Hi, Jack. Have you heard anything about recycling of uranium from depleted uranium sources? There's a South African company that has told me about it.

It's a dangerous thing. Uranium recycling, rough. That is extremely expensive and dangerous. I mean, I guess you can do it. In fact, nuclear fuel reprocessing is a big business in France and Japan. Yeah. We stopped doing it because we're too smart to do it. The French do it, of course, for their second biggest fleet reactors in the world. The Japanese do it because they're bringing their fleets.

Okay. Another observation is, why wouldn't this market be a regular market? The uranium market, you're saying the price has got to go up. If there's little supply and there's a lot of demand, the price will go up.

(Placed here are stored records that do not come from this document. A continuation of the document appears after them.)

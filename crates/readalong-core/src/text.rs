use regex::Regex;
use std::ops::Range;
use std::sync::LazyLock;

/// Anything that is not a letter or a decimal digit.
static NON_WORD: LazyLock<Regex> =
    LazyLock::new(|| Regex::new(r"[^\p{L}\p{Nd}]").expect("valid regex"));

/// Keep only letters and decimal digits, lower-cased.
///
/// Other numerics (superscripts, fractions, roman numerals) are dropped.
/// Punctuation-only input normalizes to an empty string, which alignment
/// treats as unmatchable.
pub fn normalize(raw: &str) -> String {
    NON_WORD.replace_all(raw, "").to_lowercase()
}

/// Split on whitespace runs, normalize each piece and drop empty results.
pub fn tokenize(text: &str) -> Vec<String> {
    text.split_whitespace()
        .map(normalize)
        .filter(|t| !t.is_empty())
        .collect()
}

/// Whitespace-separated pieces paired with their normalized token.
///
/// Pieces that normalize to nothing (dashes, bullets) are dropped, so the
/// tokens are exactly those of [`tokenize`].
pub fn words_with_tokens(text: &str) -> Vec<(&str, String)> {
    text.split_whitespace()
        .map(|piece| (piece, normalize(piece)))
        .filter(|(_, token)| !token.is_empty())
        .collect()
}

/// Number of whitespace-separated words, as used for timer pacing.
pub fn word_count(text: &str) -> usize {
    text.split_whitespace().count()
}

fn is_terminator(c: char) -> bool {
    matches!(c, '.' | '!' | '?')
}

/// Byte ranges of sentence bodies, untrimmed.
///
/// A boundary is a run of whitespace directly preceded by `.`, `!` or `?`.
/// The whitespace run itself belongs to no range.
pub fn sentence_spans(text: &str) -> Vec<Range<usize>> {
    let mut spans = Vec::new();
    let mut start = 0;
    let mut prev: Option<char> = None;
    let mut chars = text.char_indices().peekable();

    while let Some((idx, c)) = chars.next() {
        if c.is_whitespace() && prev.is_some_and(is_terminator) {
            spans.push(start..idx);
            let mut end = idx + c.len_utf8();
            while let Some(&(next_idx, next)) = chars.peek() {
                if !next.is_whitespace() {
                    break;
                }
                end = next_idx + next.len_utf8();
                chars.next();
            }
            start = end;
            prev = None;
            continue;
        }
        prev = Some(c);
    }

    if start < text.len() {
        spans.push(start..text.len());
    }
    spans
}

/// Split text into trimmed, non-empty sentences.
///
/// This is a punctuation heuristic: abbreviations such as "e.g. this" split
/// too, and text without terminators is a single sentence.
pub fn segment_sentences(text: &str) -> Vec<String> {
    sentence_spans(text)
        .into_iter()
        .map(|r| text[r].trim())
        .filter(|s| !s.is_empty())
        .map(str::to_string)
        .collect()
}

#[cfg(test)]
mod tests {
    use super::*;

    #[test]
    fn test_normalize() {
        assert_eq!(normalize("Hello,"), "hello");
        assert_eq!(normalize("“Quoted”"), "quoted");
        assert_eq!(normalize("Straße"), "straße");
        assert_eq!(normalize("ÉCOLE-42"), "école42");
        assert_eq!(normalize("—"), "");
        assert_eq!(normalize("..."), "");
    }

    #[test]
    fn test_normalize_keeps_only_decimal_digits() {
        assert_eq!(normalize("x²"), "x");
        assert_eq!(normalize("½"), "");
        assert_eq!(normalize("Ⅻ"), "");
        assert_eq!(normalize("٣4"), "٣4");
        assert_eq!(normalize("E=mc²"), "emc");
    }

    #[test]
    fn test_tokenize_drops_punctuation_only_pieces() {
        assert_eq!(
            tokenize("  The quick — brown\tfox!  "),
            vec!["the", "quick", "brown", "fox"]
        );
        assert!(tokenize(" - ; ").is_empty());
    }

    #[test]
    fn test_words_with_tokens_matches_tokenize() {
        let text = "Hello, — world!";
        let pairs = words_with_tokens(text);
        assert_eq!(
            pairs,
            vec![("Hello,", "hello".to_string()), ("world!", "world".to_string())]
        );
        let tokens: Vec<String> = pairs.into_iter().map(|(_, t)| t).collect();
        assert_eq!(tokens, tokenize(text));
    }

    #[test]
    fn test_word_count_counts_raw_pieces() {
        assert_eq!(word_count("Wait — what?"), 3);
        assert_eq!(word_count("   "), 0);
    }

    #[test]
    fn test_segment_sentences() {
        let text = "First one. Second one!  Third?\nFourth without end";
        assert_eq!(
            segment_sentences(text),
            vec!["First one.", "Second one!", "Third?", "Fourth without end"]
        );
    }

    #[test]
    fn test_terminator_without_whitespace_does_not_split() {
        assert_eq!(segment_sentences("Version 1.5 is out."), vec!["Version 1.5 is out."]);
        assert_eq!(segment_sentences("Wow!!! Really?"), vec!["Wow!!!", "Really?"]);
    }

    #[test]
    fn test_empty_and_blank_spans_dropped() {
        assert!(segment_sentences("").is_empty());
        assert!(segment_sentences("   \n ").is_empty());
        assert_eq!(segment_sentences("  Lead in. "), vec!["Lead in."]);
    }

    #[test]
    fn test_sentence_round_trip() {
        let paragraph = "Reading along is fun. It keeps focus! Does it scale? Yes, mostly.";
        let spans = sentence_spans(paragraph);
        let mut rebuilt = String::new();
        let mut last_end = 0;
        for span in &spans {
            rebuilt.push_str(&paragraph[last_end..span.start]);
            rebuilt.push_str(&paragraph[span.clone()]);
            last_end = span.end;
        }
        rebuilt.push_str(&paragraph[last_end..]);
        assert_eq!(rebuilt, paragraph);

        let sentences = segment_sentences(paragraph);
        assert_eq!(sentences.len(), 4);
        assert_eq!(sentences.join(" "), paragraph);
    }

    #[test]
    fn test_multibyte_text_boundaries() {
        let text = "Ça va. Très bien… Merci!";
        assert_eq!(segment_sentences(text), vec!["Ça va.", "Très bien… Merci!"]);
    }
}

I'm an engineer not a finance guy. You guys tell me the answer to that. I have no idea. I would think you're stupid, but who am I to say? I'm stupid. Who knows?

Moderator

Time for one more last question.

I was sorry. It's more of a financial question, but it ties into everything you said. When you look at the stock price, it's been going down for a couple of years. When you look at, and even that's okay, but the companies last year lost like $37 million. How do you get the cash flow positive and by when?

Jack Lifton
Senior Advisor, Energy Fuels

If it were up to me, I'd sell the current inventory because it's profitable. Okay. I really press on things like developing that medical isotope business. I go forward as fast as I could in the rare earth business. I can't tell you the answer because I don't understand. Some learned people in this audience know a lot more about this than I do. I don't understand why their stock is low. I really don't. I get it that they're not making a lot of money. Okay. The potential is fantastic. It's so much better than so many of these juniors. I mean, a thousand times better. You have to understand what the company is doing and what the demands and needs are of the United States. People just don't pay attention. They don't know.

Moderator

Got one last question.

Jack, can you give us any indication on the time to market on the medical isotopes? Okay.

Great. We are at time. And thank you, Jack, once again. Jack is available for one-on-ones later this afternoon.